Gender, Bodies, and Technology conference garners international participation
The inaugural Gender, Bodies, and Technology conference has attracted scholars from 10 countries in disciplines from the humanities, social and natural sciences, visual and performing arts, engineering, and technology. The conference will take place at Hotel Roanoke from April 22-24.
“Performance art and new media, in addition to more traditional paper presentations, will be used to explore how technologies, broadly defined, construct, reinforce, and destabilize gendered bodies,” said Barbara Ellen Smith, director of the Women’s and Gender Studies program at Virginia Tech and sponsor of the conference. “An assemblage of people and technologies, we see the conference itself as enacting the conference theme.”

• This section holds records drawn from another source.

//! HTTP server configuration object and helpers.

use std::net::SocketAddr;

#[cfg(feature = "metrics")]
use actix_web_prom::PrometheusMetrics;
use invitation::config::Settings;

/// Builder-style configuration for creating the HTTP server.
pub struct ServerConfig {
    pub(crate) bind_addr: SocketAddr,
    pub(crate) settings: Settings,
    #[cfg(feature = "metrics")]
    pub(crate) prometheus: Option<PrometheusMetrics>,
}

impl ServerConfig {
    /// Construct a server configuration from loaded settings.
    #[must_use]
    pub fn new(bind_addr: SocketAddr, settings: Settings) -> Self {
        Self {
            bind_addr,
            settings,
            #[cfg(feature = "metrics")]
            prometheus: None,
        }
    }

    #[cfg(feature = "metrics")]
    /// Attach Prometheus middleware to the configuration.
    #[must_use]
    pub fn with_metrics(mut self, prometheus: Option<PrometheusMetrics>) -> Self {
        self.prometheus = prometheus;
        self
    }
}
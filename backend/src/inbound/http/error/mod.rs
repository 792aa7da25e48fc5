//! HTTP adapter mapping for application errors.
//!
//! Purpose: keep [`AppError`] HTTP-agnostic while letting Actix handlers turn
//! failures into error envelopes with a matching status code. Clients only
//! ever see the redacted form of an error.

use actix_web::error::JsonPayloadError;
use actix_web::{HttpResponse, ResponseError, http::StatusCode};
use tracing::debug;

use crate::domain::{
    AppError, FieldErrorOptions, RequestId, create_error_response, create_validation_error,
};
use crate::middleware::REQUEST_ID_HEADER;

/// Convenient result alias for HTTP handlers.
pub type ApiResult<T> = Result<T, AppError>;

/// HTTP status for an error.
///
/// API errors keep their upstream status when it is an HTTP error status;
/// transport failures (status `0`) and anything outside `400..600` become
/// `502 Bad Gateway`.
pub fn status_for(error: &AppError) -> StatusCode {
    match error {
        AppError::Api(api) => match api.status_code {
            code @ 400..=599 => StatusCode::from_u16(code).unwrap_or(StatusCode::BAD_GATEWAY),
            _ => StatusCode::BAD_GATEWAY,
        },
        AppError::Form(_) | AppError::Validation(_) => StatusCode::BAD_REQUEST,
        AppError::Network(_) => StatusCode::BAD_GATEWAY,
        AppError::Authentication(_) => StatusCode::UNAUTHORIZED,
        AppError::Authorization(_) => StatusCode::FORBIDDEN,
        AppError::NotFound(_) => StatusCode::NOT_FOUND,
        AppError::Server(_) | AppError::Unknown(_) => StatusCode::INTERNAL_SERVER_ERROR,
    }
}

impl ResponseError for AppError {
    fn status_code(&self) -> StatusCode {
        status_for(self)
    }

    fn error_response(&self) -> HttpResponse {
        let request_id = RequestId::current();
        let mut builder = HttpResponse::build(status_for(self));
        if let Some(id) = &request_id {
            builder.insert_header((REQUEST_ID_HEADER, id.as_str()));
        }
        builder.json(
            create_error_response::<()>(self.redacted())
                .with_response_id(request_id.map(String::from)),
        )
    }
}

/// Validation error for a JSON body the handler could not decode, answered
/// as a `400` envelope.
pub fn json_payload_error(err: &JsonPayloadError) -> AppError {
    debug!(error = %err, "rejected JSON request body");
    create_validation_error(FieldErrorOptions::new(err.to_string(), "body", "pattern"))
}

The conference includes an opening plenary address by Jennifer Terry, associate professor of women's studies at the University of California-Irvine and author of An American Obsession: Science, Medicine, and Homosexuality in Modern Society; and a luncheon keynote by Alondra Nelson, associate professor of sociology at Columbia University and author of the forthcoming Body and Soul: The Black Panther Party and the Politics of Health and Race, who will speak on "The Social Life of DNA.”
The conference also features the premiere of fig.1, a solo performance on aging and body image by Mark Evans Bryan featuring Sue Ott Rowlands, dean of the College of Liberal Arts and Human Sciences at Virginia Tech and founding artistic director of the Glacity Theatre Collective in Toledo and the Cleveland Women's Theatre Project. There will also be two rooms set aside for art installations.
Over 30 faculty from Virginia Tech’s College of Liberal Arts and Human Sciences, the College of Architecture and Urban Studies, and the College of Engineering are involved as planners, presenters, or moderators. There are currently 140 registrants, coming from as far away as Australia, Germany, Korea, Sweden, and the West Indies.
The registration deadline is April 15. Registration is available online.
- Read related Virginia Tech News story: “Researchers engage communities to support women in information technology careers”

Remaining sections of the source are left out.